### Exercise instructions
Reproduce the records precisely. Every line should be included.

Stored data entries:
_ _ _ _ _ _ _

//! Integration tests for [`RedpandaBroker`] with a real Kafka/Redpanda instance.
//!
//! These tests use testcontainers to spin up a real Kafka instance and
//! validate:
//! - Saga command publish/subscribe round-trip
//! - Fire-and-forget acknowledgment
//! - Per-key ordering for one saga instance
//! - Unsubscribe stopping delivery
//!
//! # Running These Tests
//!
//! These tests are marked as `#[ignore]` by default because they:
//! - Require Docker to be running (for testcontainers)
//! - Take 15-60 seconds per test to spin up Kafka
//! - Can be flaky due to Kafka's distributed nature and timing
//!
//! To run explicitly:
//! ```bash
//! cargo test -p sagaflow-redpanda --test integration_tests -- --ignored
//! ```
//!
//! # Panics
//!
//! These tests use `expect()` and `panic!()` for setup failures, which is
//! acceptable in test code.

#![allow(clippy::expect_used)]
#![allow(clippy::panic)]
#![allow(clippy::unwrap_used)]

use sagaflow_core::broker::{Broker, Handler, Message, SubscribeOptions};
use sagaflow_core::command::SagaCommand;
use sagaflow_redpanda::RedpandaBroker;
use serde_json::json;
use std::sync::{Arc, Mutex};
use std::time::Duration;
use testcontainers::runners::AsyncRunner;
use testcontainers_modules::kafka::{KAFKA_PORT, Kafka};

/// Helper to encode a saga command into a keyed broker message.
fn command_message(command: &SagaCommand) -> Message {
    Message::new(serde_json::to_vec(command).expect("command encodes"))
        .with_key(command.saga_id.as_bytes())
}

/// Helper to wait for Kafka to accept publishes.
async fn wait_for_kafka_ready(brokers: &str) {
    let max_attempts = 60;
    for attempt in 1..=max_attempts {
        if let Ok(broker) = RedpandaBroker::builder()
            .brokers(brokers)
            .auto_offset_reset("earliest")
            .build()
        {
            let warmup = Message::new(b"warmup".to_vec());
            if broker.publish("warmup-topic", &warmup).await.is_ok() {
                tokio::time::sleep(Duration::from_millis(500)).await;
                return;
            }
        }
        tokio::time::sleep(Duration::from_millis(200)).await;
        assert!(
            attempt != max_attempts,
            "Kafka failed to become ready after {max_attempts} attempts"
        );
    }
}

/// Collects decoded saga commands delivered to a subscription.
fn collecting_handler(sink: Arc<Mutex<Vec<SagaCommand>>>) -> Handler {
    Arc::new(move |delivery| {
        let sink = Arc::clone(&sink);
        Box::pin(async move {
            delivery.ack()?;
            if let Ok(command) = serde_json::from_slice::<SagaCommand>(&delivery.message().body) {
                sink.lock().unwrap().push(command);
            }
            Ok(())
        })
    })
}

async fn wait_until<F: Fn() -> bool>(predicate: F, timeout: Duration) -> bool {
    let deadline = tokio::time::Instant::now() + timeout;
    while tokio::time::Instant::now() < deadline {
        if predicate() {
            return true;
        }
        tokio::time::sleep(Duration::from_millis(50)).await;
    }
    predicate()
}

#[tokio::test]
#[ignore = "requires Docker"]
async fn publish_subscribe_round_trip() {
    let container = Kafka::default().start().await.expect("kafka starts");
    let port = container
        .get_host_port_ipv4(KAFKA_PORT)
        .await
        .expect("mapped port");
    let brokers = format!("127.0.0.1:{port}");
    wait_for_kafka_ready(&brokers).await;

    let broker = RedpandaBroker::builder()
        .brokers(&brokers)
        .auto_offset_reset("earliest")
        .consumer_group("round-trip")
        .build()
        .expect("broker builds");

    let received = Arc::new(Mutex::new(Vec::new()));
    let _subscriber = broker
        .subscribe(
            "saga-commands",
            collecting_handler(Arc::clone(&received)),
            SubscribeOptions::new(),
        )
        .await
        .expect("subscribes");

    let command = SagaCommand::begin_saga("order", "saga-1", json!({ "order_id": 42 }));
    broker
        .publish("saga-commands", &command_message(&command))
        .await
        .expect("publishes");

    let delivered = wait_until(
        || !received.lock().unwrap().is_empty(),
        Duration::from_secs(30),
    )
    .await;
    assert!(delivered, "command was not delivered");
    assert_eq!(received.lock().unwrap()[0], command);
}

#[tokio::test]
#[ignore = "requires Docker"]
async fn same_saga_id_preserves_order() {
    let container = Kafka::default().start().await.expect("kafka starts");
    let port = container
        .get_host_port_ipv4(KAFKA_PORT)
        .await
        .expect("mapped port");
    let brokers = format!("127.0.0.1:{port}");
    wait_for_kafka_ready(&brokers).await;

    let broker = RedpandaBroker::builder()
        .brokers(&brokers)
        .auto_offset_reset("earliest")
        .consumer_group("ordering")
        .build()
        .expect("broker builds");

    let received = Arc::new(Mutex::new(Vec::new()));
    let _subscriber = broker
        .subscribe(
            "saga-ordering",
            collecting_handler(Arc::clone(&received)),
            SubscribeOptions::new(),
        )
        .await
        .expect("subscribes");

    // All commands share one saga id, hence one partition, hence order.
    for n in 0..10 {
        let command =
            SagaCommand::begin_transaction("order", "saga-1", format!("step-{n}"), json!(n));
        broker
            .publish("saga-ordering", &command_message(&command))
            .await
            .expect("publishes");
    }

    let delivered = wait_until(
        || received.lock().unwrap().len() == 10,
        Duration::from_secs(30),
    )
    .await;
    assert!(delivered, "not all commands were delivered");

    let steps: Vec<String> = received
        .lock()
        .unwrap()
        .iter()
        .map(|c| c.transaction_id.clone())
        .collect();
    let expected: Vec<String> = (0..10).map(|n| format!("step-{n}")).collect();
    assert_eq!(steps, expected);
}

#[tokio::test]
#[ignore = "requires Docker"]
async fn unsubscribe_stops_delivery() {
    let container = Kafka::default().start().await.expect("kafka starts");
    let port = container
        .get_host_port_ipv4(KAFKA_PORT)
        .await
        .expect("mapped port");
    let brokers = format!("127.0.0.1:{port}");
    wait_for_kafka_ready(&brokers).await;

    let broker = RedpandaBroker::builder()
        .brokers(&brokers)
        .auto_offset_reset("earliest")
        .consumer_group("unsubscribe")
        .build()
        .expect("broker builds");

    let received = Arc::new(Mutex::new(Vec::new()));
    let subscriber = broker
        .subscribe(
            "saga-stop",
            collecting_handler(Arc::clone(&received)),
            SubscribeOptions::new(),
        )
        .await
        .expect("subscribes");

    let first = SagaCommand::begin_saga("order", "saga-1", json!(null));
    broker
        .publish("saga-stop", &command_message(&first))
        .await
        .expect("publishes");
    let delivered = wait_until(
        || !received.lock().unwrap().is_empty(),
        Duration::from_secs(30),
    )
    .await;
    assert!(delivered, "first command was not delivered");

    subscriber.unsubscribe().expect("unsubscribes");
    tokio::time::sleep(Duration::from_secs(2)).await;

    let second = SagaCommand::begin_saga("order", "saga-2", json!(null));
    broker
        .publish("saga-stop", &command_message(&second))
        .await
        .expect("publishes");
    tokio::time::sleep(Duration::from_secs(3)).await;

    assert_eq!(received.lock().unwrap().len(), 1);
}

_ _ _ _ _ _ _

### Solution to the problem
//! Integration tests for [`RedpandaBroker`] with a real Kafka/Redpanda instance.
//!
//! These tests use testcontainers to spin up a real Kafka instance and
//! validate:
//! - Saga command publish/subscribe round-trip
//! - Fire-and-forget acknowledgment
//! - Per-key ordering for one saga instance
//! - Unsubscribe stopping delivery
//!
//! # Running These Tests
//!
//! These tests are marked as `#[ignore]` by default because they:
//! - Require Docker to be running (for testcontainers)
//! - Take 15-60 seconds per test to spin up Kafka
//! - Can be flaky due to Kafka's distributed nature and timing
//!
//! To run explicitly:
//! ```bash
//! cargo test -p sagaflow-redpanda --test integration_tests -- --ignored
//! ```
//!
//! # Panics
//!
//! These tests use `expect()` and `panic!()` for setup failures, which is
//! acceptable in test code.

#![allow(clippy::expect_used)]
#![allow(clippy::panic)]
#![allow(clippy::unwrap_used)]

use sagaflow_core::broker::{Broker, Handler, Message, SubscribeOptions};
use sagaflow_core::command::SagaCommand;
use sagaflow_redpanda::RedpandaBroker;
use serde_json::json;
use std::sync::{Arc, Mutex};
use std::time::Duration;
use testcontainers::runners::AsyncRunner;
use testcontainers_modules::kafka::{KAFKA_PORT, Kafka};

/// Helper to encode a saga command into a keyed broker message.
fn command_message(command: &SagaCommand) -> Message {
    Message::new(serde_json::to_vec(command).expect("command encodes"))
        .with_key(command.saga_id.as_bytes())
}

/// Helper to wait for Kafka to accept publishes.
async fn wait_for_kafka_ready(brokers: &str) {
    let max_attempts = 60;
    for attempt in 1..=max_attempts {
        if let Ok(broker) = RedpandaBroker::builder()
            .brokers(brokers)
            .auto_offset_reset("earliest")
            .build()
        {
            let warmup = Message::new(b"warmup".to_vec());
            if broker.publish("warmup-topic", &warmup).await.is_ok() {
                tokio::time::sleep(Duration::from_millis(500)).await;
                return;
            }
        }
        tokio::time::sleep(Duration::from_millis(200)).await;
        assert!(
            attempt != max_attempts,
            "Kafka failed to become ready after {max_attempts} attempts"
        );
    }
}

/// Collects decoded saga commands delivered to a subscription.
fn collecting_handler(sink: Arc<Mutex<Vec<SagaCommand>>>) -> Handler {
    Arc::new(move |delivery| {
        let sink = Arc::clone(&sink);
        Box::pin(async move {
            delivery.ack()?;
            if let Ok(command) = serde_json::from_slice::<SagaCommand>(&delivery.message().body) {
                sink.lock().unwrap().push(command);
            }
            Ok(())
        })
    })
}

async fn wait_until<F: Fn() -> bool>(predicate: F, timeout: Duration) -> bool {
    let deadline = tokio::time::Instant::now() + timeout;
    while tokio::time::Instant::now() < deadline {
        if predicate() {
            return true;
        }
        tokio::time::sleep(Duration::from_millis(50)).await;
    }
    predicate()
}

#[tokio::test]
#[ignore = "requires Docker"]
async fn publish_subscribe_round_trip() {
    let container = Kafka::default().start().await.expect("kafka starts");
    let port = container
        .get_host_port_ipv4(KAFKA_PORT)
        .await
        .expect("mapped port");
    let brokers = format!("127.0.0.1:{port}");
    wait_for_kafka_ready(&brokers).await;

    let broker = RedpandaBroker::builder()
        .brokers(&brokers)
        .auto_offset_reset("earliest")
        .consumer_group("round-trip")
        .build()
        .expect("broker builds");

    let received = Arc::new(Mutex::new(Vec::new()));
    let _subscriber = broker
        .subscribe(
            "saga-commands",
            collecting_handler(Arc::clone(&received)),
            SubscribeOptions::new(),
        )
        .await
        .expect("subscribes");

    let command = SagaCommand::begin_saga("order", "saga-1", json!({ "order_id": 42 }));
    broker
        .publish("saga-commands", &command_message(&command))
        .await
        .expect("publishes");

    let delivered = wait_until(
        || !received.lock().unwrap().is_empty(),
        Duration::from_secs(30),
    )
    .await;
    assert!(delivered, "command was not delivered");
    assert_eq!(received.lock().unwrap()[0], command);
}

#[tokio::test]
#[ignore = "requires Docker"]
async fn same_saga_id_preserves_order() {
    let container = Kafka::default().start().await.expect("kafka starts");
    let port = container
        .get_host_port_ipv4(KAFKA_PORT)
        .await
        .expect("mapped port");
    let brokers = format!("127.0.0.1:{port}");
    wait_for_kafka_ready(&brokers).await;

    let broker = RedpandaBroker::builder()
        .brokers(&brokers)
        .auto_offset_reset("earliest")
        .consumer_group("ordering")
        .build()
        .expect("broker builds");

    let received = Arc::new(Mutex::new(Vec::new()));
    let _subscriber = broker
        .subscribe(
            "saga-ordering",
            collecting_handler(Arc::clone(&received)),
            SubscribeOptions::new(),
        )
        .await
        .expect("subscribes");

    // All commands share one saga id, hence one partition, hence order.
    for n in 0..10 {
        let command =
            SagaCommand::begin_transaction("order", "saga-1", format!("step-{n}"), json!(n));
        broker
            .publish("saga-ordering", &command_message(&command))
            .await
            .expect("publishes");
    }

    let delivered = wait_until(
        || received.lock().unwrap().len() == 10,
        Duration::from_secs(30),
    )
    .await;
    assert!(delivered, "not all commands were delivered");

    let steps: Vec<String> = received
        .lock()
        .unwrap()
        .iter()
        .map(|c| c.transaction_id.clone())
        .collect();
    let expected: Vec<String> = (0..10).map(|n| format!("step-{n}")).collect();
    assert_eq!(steps, expected);
}

#[tokio::test]
#[ignore = "requires Docker"]
async fn unsubscribe_stops_delivery() {
    let container = Kafka::default().start().await.expect("kafka starts");
    let port = container
        .get_host_port_ipv4(KAFKA_PORT)
        .await
        .expect("mapped port");
    let brokers = format!("127.0.0.1:{port}");
    wait_for_kafka_ready(&brokers).await;

    let broker = RedpandaBroker::builder()
        .brokers(&brokers)
        .auto_offset_reset("earliest")
        .consumer_group("unsubscribe")
        .build()
        .expect("broker builds");

    let received = Arc::new(Mutex::new(Vec::new()));
    let subscriber = broker
        .subscribe(
            "saga-stop",
            collecting_handler(Arc::clone(&received)),
            SubscribeOptions::new(),
        )
        .await
        .expect("subscribes");

    let first = SagaCommand::begin_saga("order", "saga-1", json!(null));
    broker
        .publish("saga-stop", &command_message(&first))
        .await
        .expect("publishes");
    let delivered = wait_until(
        || !received.lock().unwrap().is_empty(),
        Duration::from_secs(30),
    )
    .await;
    assert!(delivered, "first command was not delivered");

    subscriber.unsubscribe().expect("unsubscribes");
    tokio::time::sleep(Duration::from_secs(2)).await;

    let second = SagaCommand::begin_saga("order", "saga-2", json!(null));
    broker
        .publish("saga-stop", &command_message(&second))
        .await
        .expect("publishes");
    tokio::time::sleep(Duration::from_secs(3)).await;

    assert_eq!(received.lock().unwrap().len(), 1);
}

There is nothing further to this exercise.